April Heinrichs, who has coached the women's soccer teams at the universities of Virginia and Maryland, today was named coach of the U.S. women's national team.
Heinrichs, 35, received a four-year contract. She fills the vacancy left when Tony DiCicco retired in November after leading the U.S. team to the 1996 Olympic gold medal and the 1999 Women's World Cup title.
Meanwhile, U.S. Soccer Federation Secretary General Hank Steinbrecher said representatives of the federation and the national team players are scheduled to meet Jan. 24 in Los Angeles or Philadelphia in an attempt to end a labor dispute that resulted in the Women's World Cup team members refusing to play in a recent tournament in Australia. "I expect, and I'm pretty optimistic, that we will have some movement," Steinbrecher said.
Heinrichs captained the U.S. team that won the first Women's World Cup in 1991, and because several members of that team are still on the national team, she will be coaching players who once were her teammates.
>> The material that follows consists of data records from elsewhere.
use chrono::{DateTime, Utc};
use thiserror::Error;

use crate::client::ClientError;

/// Errors that end a submit command.
///
/// Per-exercise problems that do not stop the command (an exercise missing on the
/// server, a failed feedback dispatch) are reported on the console instead.
#[derive(Debug, Error)]
pub enum SubmitError {
    #[error("Not in a course directory.")]
    NoCourse,

    #[error("Please give exercise to submit as argument")]
    NoExerciseGiven,

    #[error("Error: {0} is not a valid exercise.")]
    InvalidExercise(String),

    #[error("No exercises specified.")]
    NoExercises,

    #[error("No locally tested exercises.")]
    NoLocallyTested,

    #[error("Deadline has passed for this exercise at {deadline}")]
    DeadlinePassed {
        exercise: String,
        deadline: DateTime<Utc>,
    },

    #[error("Submission failed.")]
    Transport {
        exercise: String,
        #[source]
        source: ClientError,
    },

    #[error("Server returned unrecognized status '{status}' for {exercise}")]
    UnknownStatus { exercise: String, status: String },

    #[error("Course manifest error: {0:#}")]
    Manifest(#[from] anyhow::Error),
}

impl SubmitError {
    /// Whether the error ended a batch that had already started submitting.
    pub fn aborted_batch(&self) -> bool {
        matches!(
            self,
            Self::DeadlinePassed { .. } | Self::Transport { .. } | Self::UnknownStatus { .. }
        )
    }
}
use std::process::ExitCode;

use clap::{Parser, Subcommand};
use tracing_subscriber::{layer::SubscriberExt, util::SubscriberInitExt};

use tmc_submit::client::GradingClient;
use tmc_submit::config::Settings;
use tmc_submit::console::{Console, Terminal};
use tmc_submit::engine::{SubmitCommand, SubmitFlags};
use tmc_submit::workdir::WorkDir;

#[derive(Parser)]
#[command(name = "tmc")]
#[command(about = "Submit exercises to a TMC grading server")]
struct Cli {
    #[command(subcommand)]
    command: Commands,
}

#[derive(Subcommand)]
enum Commands {
    /// Submit exercises
    Submit {
        /// Exercise directories to submit. Defaults to the current directory.
        exercises: Vec<String>,

        /// Show all test results
        #[arg(short, long)]
        all: bool,

        /// Show detailed error message
        #[arg(short, long)]
        details: bool,

        /// Filter out exercises that haven't been locally tested
        #[arg(short, long)]
        completed: bool,
    },
}

/// Initialize tracing on stderr so stdout only carries command output.
fn init_tracing() {
    let filter = tracing_subscriber::EnvFilter::new(
        std::env::var("RUST_LOG").unwrap_or_else(|_| "tmc_submit=warn".into()),
    );

    tracing_subscriber::registry()
        .with(filter)
        .with(tracing_subscriber::fmt::layer().with_writer(std::io::stderr))
        .init();
}

#[tokio::main]
async fn main() -> anyhow::Result<ExitCode> {
    let cli = Cli::parse();
    init_tracing();

    let console = Terminal;

    match cli.command {
        Commands::Submit {
            exercises,
            all,
            details,
            completed,
        } => {
            let settings = Settings::load()?;
            if !settings.is_logged_in() {
                console.error("You are not logged in. Log in using: tmc login");
                return Ok(ExitCode::FAILURE);
            }

            let workdir = WorkDir::discover(std::env::current_dir()?);
            let Some(course_dir) = workdir.course_dir() else {
                console.error("Not in a course directory.");
                return Ok(ExitCode::FAILURE);
            };

            let client = GradingClient::from_settings(&settings, course_dir);
            let flags = SubmitFlags {
                show_all: all,
                show_details: details,
                filter_uncompleted: completed,
            };

            let command =
                SubmitCommand::new(&client, &console).with_api_version(settings.api_version);
            match command.run(&workdir, &exercises, flags).await {
                Ok(report) => {
                    tracing::debug!("Submit finished: {:?}", report);
                    Ok(ExitCode::SUCCESS)
                }
                Err(_) => Ok(ExitCode::FAILURE),
            }
        }
    }
}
She was selected over longtime U.S. assistant coach Lauren Gregg and University of Portland men's and women's coach Clive Charles, who also oversees the men's Olympic team. It was unclear whether Gregg will remain on the national team staff.
"For 12 years, I have been preparing to be the national team coach," Heinrichs said during a news conference here, noting that she has coached at every level, starting at the club level.
Heinrichs was an assistant to DiCicco for the 1995 Women's World Cup and 1996 Olympics. Since 1997, she has coached the girls under-16 national team.
She compiled a 52-24-10 record at Virginia, where she led the Cavaliers to four NCAA tournament appearances in as many seasons. Prior to that, she coached for five seasons at Maryland and one at Princeton. She has a 116-70-18 collegiate coaching record. She played collegiately at North Carolina, where she was a three-time all-American and a member of three NCAA championship teams.
In 1998, she became the first female player inducted into the U.S. Soccer Hall of Fame.
"Our women's national team motto is to win forever," USSF President Bob Contiguglia said. "The decision that was made to choose April will definitely carry on that motto. . . . She has that same passion and confidence that Bruce Arena showed us when we chose him" to coach the men's national team.
U.S. team co-captain Julie Foudy said the players are excited to have Heinrichs as coach. "She is an incredible leader, gifted motivator and great tactician," Foudy said during a teleconference.
Heinrichs said the labor dispute between the players and the federation "hurts all of us," and she hopes it will be resolved soon. The players and the USSF have yet to agree on a contract since the last one expired after the Women's World Cup victory in July. The USSF sent a squad of younger players to the recent tournament in Australia.
The U.S. team's next game is against Norway on Feb. 6 in Fort Lauderdale, Fla. Heinrichs said she plans to invite 30 players to a training camp in Fort Lauderdale that will start Feb. 1.
Heinrichs said she knows that the players who are involved in the contract dispute "want to be out on the field. And I know that U.S. Soccer wants them out on the field. . . . And in that regard, I think we all feel an urgency" to resolve the contract dispute.
Heinrichs said she won't get involved in the negotiations.
Asked if the women's team players will be paid the same amount as the men's team players in the future, Steinbrecher said: "We will have a fair and equitable offer." He said several issues, such as housing and residency camp, have to be discussed. "Hopefully, the goal is to pay equally. But the goal also is to make money equally," said Steinbrecher, adding that the federation did not receive any money from the Women's World Cup. The national federations that qualify for the men's World Cup receive hundreds of thousands of dollars from the sport's world governing body.